Yasmin Parr won the European Advisory Board on Cat Diseases and Boehringer Ingelheim Young Scientist Award 2021 in recognition of ‘outstanding contribution’ to the fields of feline infectious diseases and immunology.
Dr Parr, a postdoctoral researcher at the MRC-University of Glasgow Centre for Virus Research (CVR), received the honour for her PhD work studying feline leukaemia virus (FeLV) and developing a new diagnostic test able to detect antibodies to FeLV.
This research provides the foundations for developing an antibody-based diagnostic test that will enable vets to assess and monitor the immune response of FeLV positive cats.
Dr Parr, who was encouraged to submit an application by her PhD supervisor Professor Margaret Hosie, told the Courier: ‘I’m really thrilled to have won. I feel very honoured to receive the award and am delighted that my PhD work has been recognised in this way.’
The 28-year-old was educated in Campbeltown – where her parents Jim and Kerry Parr and grandparents Fiona and Robert Middleton still live – at Castlehill Primary School and Campbeltown Grammar School before moving to study at the University of Glasgow when she was 17.
She graduated in 2015 with a MSci in Veterinary Biosciences, a biological science degree that focuses on the biology behind health and disease in animals.
She went on to do her PhD at the CVR, officially graduating in July last year, receiving her certificate in the post because a large-scale ceremony was not possible during the pandemic.
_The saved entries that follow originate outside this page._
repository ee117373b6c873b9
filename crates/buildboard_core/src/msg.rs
#[derive(Debug, Clone, PartialEq, Eq)]
pub enum Msg {
    /// The dashboard was attached to its screen.
    Mounted,
    /// The dashboard is being torn down (user quit).
    Unmounted,
    /// The push feed connected and the handshake went out.
    FeedOpened,
    /// Raw text frame from the push feed.
    FrameReceived { frame: String, received_at: String },
    /// The push feed terminated. No reconnect follows.
    FeedClosed { reason: String },
    /// Terminal size changed; forces a repaint.
    Resized,
    /// UI/render tick to coalesce rendering.
    Tick,
}
use board_logging::{board_debug, board_info, board_warn};

use crate::{decode_frame, AppState, ConnectionStatus, Effect, Msg};

/// Pure update function: applies a message to state and returns any effects.
pub fn update(mut state: AppState, msg: Msg) -> (AppState, Vec<Effect>) {
    let effects = match msg {
        Msg::Mounted => {
            if state.is_mounted() {
                Vec::new()
            } else {
                state.mount();
                vec![Effect::StartFeed]
            }
        }
        Msg::Unmounted => {
            if state.is_mounted() {
                state.unmount();
                vec![Effect::StopFeed]
            } else {
                Vec::new()
            }
        }
        // Feed traffic after teardown is stale and must not touch the view.
        Msg::FeedOpened | Msg::FrameReceived { .. } | Msg::FeedClosed { .. }
            if !state.is_mounted() =>
        {
            board_debug!("Dropping feed message received while unmounted");
            Vec::new()
        }
        Msg::FeedOpened => {
            state.set_connection(ConnectionStatus::Open);
            Vec::new()
        }
        Msg::FrameReceived { frame, received_at } => {
            match decode_frame(&frame) {
                Ok(builds) => {
                    board_debug!("Frame decoded: {} builds", builds.len());
                    state.replace_builds(builds, received_at);
                }
                Err(err) => {
                    board_warn!("Discarding frame ({} bytes): {}", frame.len(), err);
                    state.record_decode_error(err.to_string());
                }
            }
            Vec::new()
        }
        Msg::FeedClosed { reason } => {
            board_info!("Feed closed: {}", reason);
            state.set_connection(ConnectionStatus::Closed { reason });
            Vec::new()
        }
        Msg::Resized => {
            state.mark_dirty();
            Vec::new()
        }
        Msg::Tick => Vec::new(),
    };

    (state, effects)
}
use buildboard_core::{update, AppState, Msg};

#[test]
fn tick_does_not_dirty_state() {
    let (mut next, effects) = update(AppState::new(), Msg::Tick);

    assert!(effects.is_empty());
    assert!(!next.consume_dirty());
}
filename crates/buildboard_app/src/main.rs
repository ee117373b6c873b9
mod platform;

fn main() -> anyhow::Result<()> {
    platform::run_app()
}
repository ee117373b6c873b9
//! Buildboard core: pure state machine, frame decoding and view-model helpers.
mod effect;
mod model;
mod msg;
mod state;
mod update;
mod view_model;

pub use effect::Effect;
pub use model::{decode_frame, Build, BuildId, BuildList, Change, Changes, DecodeError};
pub use msg::Msg;
pub use state::{AppState, ConnectionStatus};
pub use update::update;
pub use view_model::{
    status_token, AppViewModel, BuildRow, BuildTable, LogCell, StatusToken, RUNNING_STATE,
    STATUS_FAILURE, STATUS_SUCCESS, TABLE_HEADER,
};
In May last year, the Courier reported that Dr Parr was one of many scientists from around the world tasked with studying the Covid-19 virus to better understand it and help determine how it is spreads within communities.
Her work included analysing the virus’s genetic material and testing patient samples for antibodies.
‘The CVR continues to work on SARS-CoV-2 including genome sequencing, antibody testing and drug screening,’ said Dr Parr, who returned to her regular feline research last autumn.
At the moment, she is focusing on feline calicivirus and feline leukaemia virus.
Dr Parr said she has always been interested in animal health and, while at school, wanted to be a vet but work experience at a veterinary practice in Glasgow led to her doing the veterinary biosciences degree instead.
‘I had no idea that I could study animal health and disease without actually being a vet,’ she said, adding: ‘I love my job. It’s fast paced, I’m always learning and no two days are the same.
‘I hope to continue my work on feline viruses in the future.’